Soprattutto, stupisce constatare una volta di più l’ormai palese ritardo e la pressoché totale mancanza di pragmatismo con cui la politica nazionale approccia l’economia circolare: un modus operandi distante anni luce da quello che, pur partendo da posizioni diverse, ha portato le principali associazioni ambientaliste e le imprese di settore a convergere verso la medesima richiesta in fatto di End of waste.

«Riteniamo sia necessario intervenire con urgenza attraverso l’introduzione di una nuova norma – dichiarano infatti in una nota congiunta Greenpeace, Legambiente e Wwf – che consenta alle Regioni di autorizzare il riciclo “caso per caso”, nel pieno rispetto dei criteri dettati dal paragrafo 2, dell’art. 6 della direttiva 98/2008/UE, per le attività non ancora regolate da decreti nazionali o da regolamenti europei, sostenendo così la continua eco-innovazione, sbloccando il recupero di importanti quantità di rifiuti in condizioni di sicurezza ambientale e permettendo all’Italia di raggiungere i nuovi target europei in materia.

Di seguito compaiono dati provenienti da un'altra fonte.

use crate::model::{Finding, Pool, ProtocolInput, RiskCategory};

use super::{placeholder_category, CategoryAnalyzer, RuleCheck, RuleHit, RuleTable};

/// Extractable-value risk: sandwich exposure, JIT liquidity targets, and
/// oracle-update front-running.
pub struct MevAnalyzer;

const CATEGORY: &str = "mev";

static CHECKS: &[RuleCheck] = &[
    check_sandwich_exposure,
    check_jit_targets,
    check_oracle_frontrunning,
];

static TABLE: RuleTable = RuleTable {
    category: CATEGORY,
    checks: CHECKS,
};

impl CategoryAnalyzer for MevAnalyzer {
    fn name(&self) -> &'static str {
        CATEGORY
    }

    fn analyze(&self, input: &ProtocolInput) -> RiskCategory {
        if input.pools().is_empty() {
            return placeholder_category(
                CATEGORY,
                2.0,
                "No pool data supplied; MEV exposure could not be assessed and defaults \
                 to cautious-low.",
            );
        }
        TABLE.evaluate(input)
    }
}

/// A pool where searchers can profitably bracket ordinary swaps.
pub fn is_sandwich_prone(pool: &Pool) -> bool {
    pool.utilization() > 0.5 && pool.liquidity < 500_000.0
}

// Per-pool check: each exposed pool contributes its own hit.
fn check_sandwich_exposure(input: &ProtocolInput) -> Vec<RuleHit> {
    input
        .pools()
        .iter()
        .filter_map(|pool| {
            if is_sandwich_prone(pool) {
                Some(RuleHit::new(
                    7.0,
                    Finding::new(
                        "High Sandwich Attack Exposure",
                        format!(
                            "Pool {} turns over {:.0}% of its ${:.0} liquidity daily. Trades \
                             there are large relative to depth and cheap to bracket.",
                            pool.address,
                            pool.utilization() * 100.0,
                            pool.liquidity
                        ),
                        0.8,
                    )
                    .with_attack_vector("Searcher front-runs and back-runs user swaps for the spread")
                    .with_mitigation("Route through private orderflow or tighten slippage defaults"),
                ))
            } else if pool.utilization() > 0.3 {
                Some(RuleHit::new(
                    4.0,
                    Finding::new(
                        "Moderate Sandwich Attack Exposure",
                        format!(
                            "Pool {} sees {:.0}% daily turnover; larger swaps remain \
                             attractive sandwich targets.",
                            pool.address,
                            pool.utilization() * 100.0
                        ),
                        0.6,
                    )
                    .with_mitigation("Encourage tighter slippage settings for large trades"),
                ))
            } else {
                None
            }
        })
        .collect()
}

fn check_jit_targets(input: &ProtocolInput) -> Vec<RuleHit> {
    input
        .pools()
        .iter()
        .filter_map(|pool| {
            if pool.fees < 0.003 && pool.liquidity > 1_000_000.0 {
                Some(RuleHit::new(
                    5.0,
                    Finding::new(
                        "JIT Liquidity Target",
                        format!(
                            "Pool {} combines deep liquidity (${:.0}) with a {:.2}% fee. \
                             Just-in-time LPs can capture fee income from passive providers.",
                            pool.address,
                            pool.liquidity,
                            pool.fees * 100.0
                        ),
                        0.65,
                    )
                    .with_mitigation("Introduce LP time-weighting or fee-tier adjustments"),
                ))
            } else {
                None
            }
        })
        .collect()
}

// Any pool-bearing protocol leaks information through oracle updates, so
// this check always contributes when pools exist.
fn check_oracle_frontrunning(_input: &ProtocolInput) -> Vec<RuleHit> {
    vec![RuleHit::new(
        3.0,
        Finding::new(
            "Oracle Update Front-Running",
            "Pending oracle updates are visible before they land; searchers can trade \
             ahead of the repricing they cause.",
            0.5,
        )
        .with_mitigation("Use commit-reveal or low-latency oracle feeds"),
    )]
}

#[cfg(test)]
mod tests {
    use super::*;
    use crate::model::Severity;

    fn pool(address: &str, liquidity: f64, volume: f64, fees: f64) -> Pool {
        Pool {
            address: address.into(),
            token0: "ABC".into(),
            token1: "WETH".into(),
            liquidity,
            volume24h: volume,
            fees,
        }
    }

    fn input_with_pools(pools: Vec<Pool>) -> ProtocolInput {
        ProtocolInput {
            address: "0xabc".into(),
            name: "Test".into(),
            pools: Some(pools),
            ..Default::default()
        }
    }

    #[test]
    fn no_pools_yields_cautious_placeholder() {
        let input = ProtocolInput {
            address: "0xabc".into(),
            name: "Test".into(),
            ..Default::default()
        };
        let cat = MevAnalyzer.analyze(&input);
        assert_eq!(cat.score, 2.0);
        assert_eq!(cat.severity, Severity::Low);
    }

    #[test]
    fn high_turnover_thin_pool_is_high_exposure() {
        let input = input_with_pools(vec![pool("0xa", 200_000.0, 150_000.0, 0.003)]);
        let cat = MevAnalyzer.analyze(&input);
        assert!(cat
            .findings
            .iter()
            .any(|f| f.title == "High Sandwich Attack Exposure"));
        // Hits: sandwich (+7) and oracle front-running (+3).
        assert!((cat.score - 5.0).abs() < 1e-9);
    }

    #[test]
    fn deep_pool_downgrades_to_moderate() {
        // 40% turnover but too deep for the high tier.
        let input = input_with_pools(vec![pool("0xa", 1_000_000.0, 400_000.0, 0.003)]);
        let cat = MevAnalyzer.analyze(&input);
        assert!(cat
            .findings
            .iter()
            .any(|f| f.title == "Moderate Sandwich Attack Exposure"));
        assert!(!cat
            .findings
            .iter()
            .any(|f| f.title == "High Sandwich Attack Exposure"));
    }

    #[test]
    fn cheap_deep_pool_is_jit_target() {
        let input = input_with_pools(vec![pool("0xa", 2_000_000.0, 100_000.0, 0.001)]);
        let cat = MevAnalyzer.analyze(&input);
        assert!(cat.findings.iter().any(|f| f.title == "JIT Liquidity Target"));
    }

    #[test]
    fn oracle_frontrunning_always_present_with_pools() {
        let input = input_with_pools(vec![pool("0xa", 5_000_000.0, 100_000.0, 0.003)]);
        let cat = MevAnalyzer.analyze(&input);
        assert!(cat
            .findings
            .iter()
            .any(|f| f.title == "Oracle Update Front-Running"));
    }
}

Riteniamo, altresì, che tali autorizzazioni regionali debbano confluire in un apposito Registro nazionale presso il Ministero dell’Ambiente in modo da poter essere sottoposte a specifici controlli al fine di garantire il rispetto delle condizioni  e dei criteri citati nonché di assicurare un’applicazione uniforme nell’intero territorio nazionale. Occorre, infine, accelerare l’emanazione dei decreti nazionali di cessazione della qualifica di rifiuto (End of waste), rafforzare le strutture ministeriali dedicate alla predisposizione di tali decreti e semplificare i procedimenti in modo da ridurre la durata degli stessi, sino ad oggi eccessiva, senza, tuttavia, diminuire le garanzie di protezione per l’ambiente e per la salute».

Come nota l’ex ministro dell’Ambiente Edo Ronchi, in sostanza la proposta ambientalista per superare lo stallo sull’End of waste è sostanzialmente convergente con quella avanzata da 56 organizzazioni di imprese attive nell’economia circolare, che già a luglio hanno preparato una bozza di emendamento sul tema che sarebbe sufficiente adottare da parte del legislatore. Lo stesso emendamento che è stato poi portato in audizione parlamentare a metà settembre. La politica nazionale l’ha valutato, apprezzato, bocciato? Non è dato sapere: al momento l’unica risposta è quel vuoto pneumatico nel decreto Clima.